Radiotherapy is cytotoxic to circulating lymphocytes
Lymphopenia in patients treated with cranial radiotherapy is predominantly the result of radiation exposure of circulating blood cells (50). Bone marrow or lymphatic tissue are less likely contributing factors since only a limited volume of these tissues were exposed to cranial radiotherapy. For example, localized cranial radiotherapy when added to marrow depleting chemotherapy resulted in increased leukopenia and thrombocytopenia (51). Importantly, extracorporeal irradiation of the circulating blood for dialysis patients (for sterilization purposes) has been shown to cause severe lymphopenia in the absence of any radiation exposure to the patient’s marrow or other tissues (50).

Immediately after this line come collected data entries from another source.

//! Report serialization.
//!
//! A report has two sections: total k-mer frequencies, then per-k-mer
//! next-character frequencies. Output is deterministic for identical tables
//! and options.

use std::io::{BufWriter, Write};

use bytes::Bytes;
use indexmap::IndexMap;
use serde::Serialize;

use crate::{
    cli::{KmerOrder, OutputFormat},
    error::KmerCtxError,
    table::ContextTable,
};

/// How a [`ContextTable`] is rendered.
#[derive(Debug, Clone, Copy, PartialEq, Eq)]
pub struct ReportOptions {
    pub format: OutputFormat,
    pub order: KmerOrder,
    /// K-mers with a lower total count are left out of both sections.
    pub min_count: u64,
}

impl Default for ReportOptions {
    fn default() -> Self {
        Self {
            format: OutputFormat::Text,
            order: KmerOrder::FirstSeen,
            min_count: 1,
        }
    }
}

/// A k-mer with its count, used for JSON serialization.
#[derive(Serialize)]
struct KmerCount {
    kmer: String,
    count: u64,
}

/// A k-mer with its next-character counts, used for JSON serialization.
#[derive(Serialize)]
struct KmerContext {
    kmer: String,
    next: IndexMap<String, u64>,
    terminal: u64,
}

#[derive(Serialize)]
struct JsonReport {
    k: usize,
    frequencies: Vec<KmerCount>,
    contexts: Vec<KmerContext>,
}

/// Writes `table` to `writer` in the layout selected by `options`.
///
/// # Example
///
/// ```rust
/// use bytes::Bytes;
/// use kmerctx::{kmer::KmerLength, report::{write_report, ReportOptions}, table::ContextTable};
///
/// let mut table = ContextTable::new(KmerLength::new(2)?);
/// table.add_sequence(&Bytes::from_static(b"ACA"));
///
/// let mut out = Vec::new();
/// write_report(&table, &ReportOptions::default(), &mut out)?;
/// assert_eq!(
///     String::from_utf8(out)?,
///     "# k-mer frequencies\nAC: 1\nCA: 1\n# next-character frequencies\nAC -> A: 1\n"
/// );
/// # Ok::<(), Box<dyn std::error::Error>>(())
/// ```
pub fn write_report<W: Write>(
    table: &ContextTable,
    options: &ReportOptions,
    writer: W,
) -> Result<(), KmerCtxError> {
    let mut buf = BufWriter::new(writer);
    let entries = ordered_entries(table, options);

    match options.format {
        OutputFormat::Text => {
            writeln!(buf, "# k-mer frequencies")?;
            for (kmer, count) in &entries {
                writeln!(buf, "{}: {count}", kmer_label(kmer))?;
            }
            writeln!(buf, "# next-character frequencies")?;
            for (kmer, _) in &entries {
                for (next, count) in table.contexts(kmer).into_iter().flatten() {
                    writeln!(buf, "{} -> {}: {count}", kmer_label(kmer), next_label(*next))?;
                }
            }
        }
        OutputFormat::Tsv => {
            writeln!(buf, "#kmer\tcount")?;
            for (kmer, count) in &entries {
                writeln!(buf, "{}\t{count}", kmer_label(kmer))?;
            }
            writeln!(buf, "#kmer\tnext\tcount")?;
            for (kmer, _) in &entries {
                for (next, count) in table.contexts(kmer).into_iter().flatten() {
                    writeln!(buf, "{}\t{}\t{count}", kmer_label(kmer), next_label(*next))?;
                }
            }
        }
        OutputFormat::Json => {
            let report = JsonReport {
                k: table.k().get(),
                frequencies: entries
                    .iter()
                    .map(|(kmer, count)| KmerCount {
                        kmer: kmer_label(kmer),
                        count: *count,
                    })
                    .collect(),
                contexts: entries
                    .iter()
                    .map(|(kmer, _)| KmerContext {
                        kmer: kmer_label(kmer),
                        next: table
                            .contexts(kmer)
                            .into_iter()
                            .flatten()
                            .map(|(next, count)| (next_label(*next), *count))
                            .collect(),
                        terminal: table.terminal_count(kmer),
                    })
                    .collect(),
            };
            serde_json::to_writer_pretty(&mut buf, &report)?;
            writeln!(buf)?;
        }
    }

    buf.flush()?;
    Ok(())
}

/// Selects and orders the k-mers that appear in the report.
fn ordered_entries<'a>(table: &'a ContextTable, options: &ReportOptions) -> Vec<(&'a Bytes, u64)> {
    let mut entries: Vec<_> = table
        .iter()
        .filter(|(_, count)| *count >= options.min_count)
        .collect();

    match options.order {
        KmerOrder::FirstSeen => {}
        KmerOrder::Lexicographic => entries.sort_by(|a, b| a.0.cmp(b.0)),
        KmerOrder::Count => entries.sort_by(|a, b| b.1.cmp(&a.1)),
    }

    entries
}

/// ASCII bytes print as-is; anything else as `\xNN`, so distinct k-mers keep distinct labels.
fn kmer_label(kmer: &[u8]) -> String {
    let mut label = String::with_capacity(kmer.len());
    for &byte in kmer {
        push_byte(&mut label, byte);
    }
    label
}

fn next_label(byte: u8) -> String {
    let mut label = String::with_capacity(1);
    push_byte(&mut label, byte);
    label
}

fn push_byte(label: &mut String, byte: u8) {
    if byte.is_ascii() {
        label.push(char::from(byte));
    } else {
        label.push_str(&format!("\\x{byte:02x}"));
    }
}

As irradiation of circulating blood is a cause of lymphopenia, the fractionation regimen and size of radiation target can have a significant impact. In 1978, MacLennan et al. explored this issue and found that the extent of lymphopenia in patients treated with whole brain radiotherapy is dependent upon the number of radiotherapy fractions (with a constant total combined dose of 24 Gy) (52). Importantly, this study found that irradiation of the brain in patients with childhood leukemia can result in a 65% greater reduction in the averaged lymphocyte counts after 20 daily fractions when compared with five daily fractions. This suggests that repeated daily radiotherapy sessions exposed more of the circulating lymphocytes to the radiotherapy treatment field, which results in more severe immunosuppression. We note that the effect may be particularly important for cranial radiotherapy given that the brain is a highly perfused organ.

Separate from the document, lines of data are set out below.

use std::path::PathBuf;

use crate::{
    cli::Args, error::KmerCtxError, input::Input, kmer::KmerLength, report::ReportOptions,
};

/// Validated run parameters.
#[derive(Debug, Clone)]
pub struct Config {
    pub k: KmerLength,
    pub input: Input,
    /// `None` writes the report to stdout.
    pub output: Option<PathBuf>,
    pub report: ReportOptions,
    pub uppercase: bool,
}

impl Config {
    /// Validates parsed arguments: k first, then the input path.
    pub fn new(args: &Args) -> Result<Self, KmerCtxError> {
        let k = KmerLength::parse(&args.k)?;

        let input = Input::from_path(&args.input);
        input.ensure_readable()?;

        let output = (args.output.as_os_str() != "-").then(|| args.output.clone());

        Ok(Self {
            k,
            input,
            output,
            report: ReportOptions {
                format: args.format,
                order: args.order,
                min_count: args.min_count,
            },
            uppercase: args.uppercase,
        })
    }
}

#[cfg(test)]
mod tests {
    use super::*;
    use clap::Parser;
    use std::io::Write;

    fn args(items: &[&str]) -> Args {
        Args::try_parse_from(std::iter::once("kmerctx").chain(items.iter().copied())).unwrap()
    }

    #[test]
    fn invalid_k_is_reported_before_input() {
        let err = Config::new(&args(&["/nonexistent.fa", "out.txt", "0"])).unwrap_err();
        assert!(matches!(err, KmerCtxError::InvalidK { .. }));
    }

    #[test]
    fn missing_input_is_reported() {
        let err = Config::new(&args(&["/nonexistent.fa", "out.txt", "3"])).unwrap_err();
        assert!(matches!(err, KmerCtxError::InputNotFound { .. }));
    }

    #[test]
    fn valid_arguments() {
        let mut file = tempfile::NamedTempFile::new().unwrap();
        writeln!(file, ">s\nACGT").unwrap();
        let path = file.path().to_str().unwrap();

        let config = Config::new(&args(&[path, "out.txt", "2"])).unwrap();
        assert_eq!(config.k.get(), 2);
        assert_eq!(config.output, Some(PathBuf::from("out.txt")));
        assert!(!config.uppercase);

        let config = Config::new(&args(&[path, "-", "2"])).unwrap();
        assert!(config.output.is_none());
    }

    #[test]
    fn stdin_input_skips_existence_check() {
        let config = Config::new(&args(&["-", "-", "4"])).unwrap();
        assert!(config.input.is_stdin());
    }
}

This observation of the immunosuppressive effect based upon radiation fractionation is supported by a modeling study which generated a typical glioblastoma plan with an 8 cm tumor planned for 60 Gy in 30 fractions to assess the percent of circulating cells receiving ≥0.5 Gy (53). This study showed that while a single radiation fraction would expose only 5% of the circulating blood cells to a dose of ≥0.5 Gy, thirty radiotherapy fractions would have exposed 99% of the circulating blood cells (53) (see Figures 1,2). Similarly, the target irradiation volume also plays a significant role; for a 60 Gy plan administered in 30 fractions, the average dose to the circulating blood was 2.2 Gy for an 8-cm diameter planned target volume (PTV), but only 0.3 Gy for a 2-cm diameter PTV (53). This finding also highlights the importance of addressing treatment-related lymphopenia in glioblastoma populations, since large volume irradiation of the brain (with 1.5 to 2.5 cm margins) are often necessary for local control given the aggressive histology and the tendency for glioblastoma cells to generate finger-like projections and infiltrate surrounding normal brain tissues. Byun et al. presented clinical data in 2019 which supported the hypothesis that large PTV is indeed significantly associated with increased incidence of acute severe lymphopenia after chemoradiation in glioblastoma patients (47).

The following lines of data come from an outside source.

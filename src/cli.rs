//! Command-line interface definition.

use clap::{Parser, ValueEnum};
use std::path::PathBuf;

/// K-mer frequencies and next-character contexts for DNA sequences in FASTA files.
#[derive(Parser, Debug)]
#[command(name = "kmerctx")]
#[command(version, author, about, long_about = None)]
pub struct Args {
    /// Path to a FASTA file ("-" reads stdin)
    pub input: PathBuf,

    /// Path of the report to write ("-" writes stdout)
    pub output: PathBuf,

    /// K-mer length (a positive integer)
    #[arg(allow_negative_numbers = true)]
    pub k: String,

    /// Output format
    #[arg(short, long, value_enum, default_value = "text")]
    pub format: OutputFormat,

    /// Order of k-mers in the report
    #[arg(short, long, value_enum, default_value = "first-seen")]
    pub order: KmerOrder,

    /// Minimum count threshold (k-mers below this are excluded from the report)
    #[arg(short, long, default_value = "1")]
    pub min_count: u64,

    /// Upper-case sequences before counting (default: count bytes exactly as read)
    #[arg(short, long)]
    pub uppercase: bool,

    /// Suppress informational output
    #[arg(short, long)]
    pub quiet: bool,
}

/// Output format for the report.
#[derive(Debug, Clone, Copy, PartialEq, Eq, ValueEnum, Default)]
pub enum OutputFormat {
    /// Two plain-text sections ("kmer: count", then "kmer -> next: count")
    #[default]
    Text,
    /// Two tab-separated sections
    Tsv,
    /// JSON object with `frequencies` and `contexts` arrays
    Json,
}

/// Iteration order of k-mers in the report.
#[derive(Debug, Clone, Copy, PartialEq, Eq, ValueEnum, Default)]
pub enum KmerOrder {
    /// Order in which k-mers were first seen in the input
    #[default]
    FirstSeen,
    /// Byte-wise lexicographic order
    Lexicographic,
    /// Descending count, ties in first-seen order
    Count,
}

#[cfg(test)]
mod tests {
    use super::*;
    use clap::CommandFactory;

    #[test]
    fn verify_cli() {
        Args::command().debug_assert();
    }

    #[test]
    fn parses_positional_arguments() {
        let args = Args::try_parse_from(["kmerctx", "in.fa", "out.txt", "3"]).unwrap();
        assert_eq!(args.input, PathBuf::from("in.fa"));
        assert_eq!(args.output, PathBuf::from("out.txt"));
        assert_eq!(args.k, "3");
        assert_eq!(args.format, OutputFormat::Text);
        assert_eq!(args.order, KmerOrder::FirstSeen);
        assert_eq!(args.min_count, 1);
        assert!(!args.uppercase);
    }

    #[test]
    fn negative_k_reaches_validation() {
        let args = Args::try_parse_from(["kmerctx", "in.fa", "out.txt", "-1"]).unwrap();
        assert_eq!(args.k, "-1");
    }

    #[test]
    fn parses_options() {
        let args = Args::try_parse_from([
            "kmerctx",
            "in.fa",
            "-",
            "5",
            "--format",
            "json",
            "--order",
            "lexicographic",
            "--min-count",
            "2",
            "--uppercase",
            "--quiet",
        ])
        .unwrap();
        assert_eq!(args.format, OutputFormat::Json);
        assert_eq!(args.order, KmerOrder::Lexicographic);
        assert_eq!(args.min_count, 2);
        assert!(args.uppercase);
        assert!(args.quiet);
    }
}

Although reported studies primarily focused on knowledge gained from endpoints measured in routine clinical care, the immunosuppressive effects of radiotherapy and temozolomide extend beyond overall lymphocyte and CD4 counts (6). Campian et al. collected blood sample for patients with high-grade astrocytoma (54) and found that 75% patients developed lymphopenia with significant decline in all tested lymphocyte subsets included NK cells, B cells and all T lymphocyte subsets after concurrent radiotherapy and temozolomide. Furthermore, all lymphocyte populations remained suppressed with little evidence for recovery through follow-up testing for a period of up to a year. Similar results were demonstrated with medulloblastoma patients who experienced reduced overall lymphocyte counts during post-operative chemoradiation (55).
Tumor-related immunosuppression likely contributes to persistence of radiation-induced lymphopenia
The severity and duration of radiation-induced lymphopenia are likely exacerbated by the direct and indirect actions of glioblastoma in generating an immunosuppressive environment that is conducive to tumor growth. In the brain, there are built-in immunosuppressive mechanisms in response to injury for protection of normal brain tissues during catastrophic events such as strokes and traumatic brain injury (56-58). These mechanisms are highly controlled and regulated, and are meant to protect neurons from the fluctuations of nutrients, hormones, metabolites, electrolytes and other endogenous and exogenous compounds.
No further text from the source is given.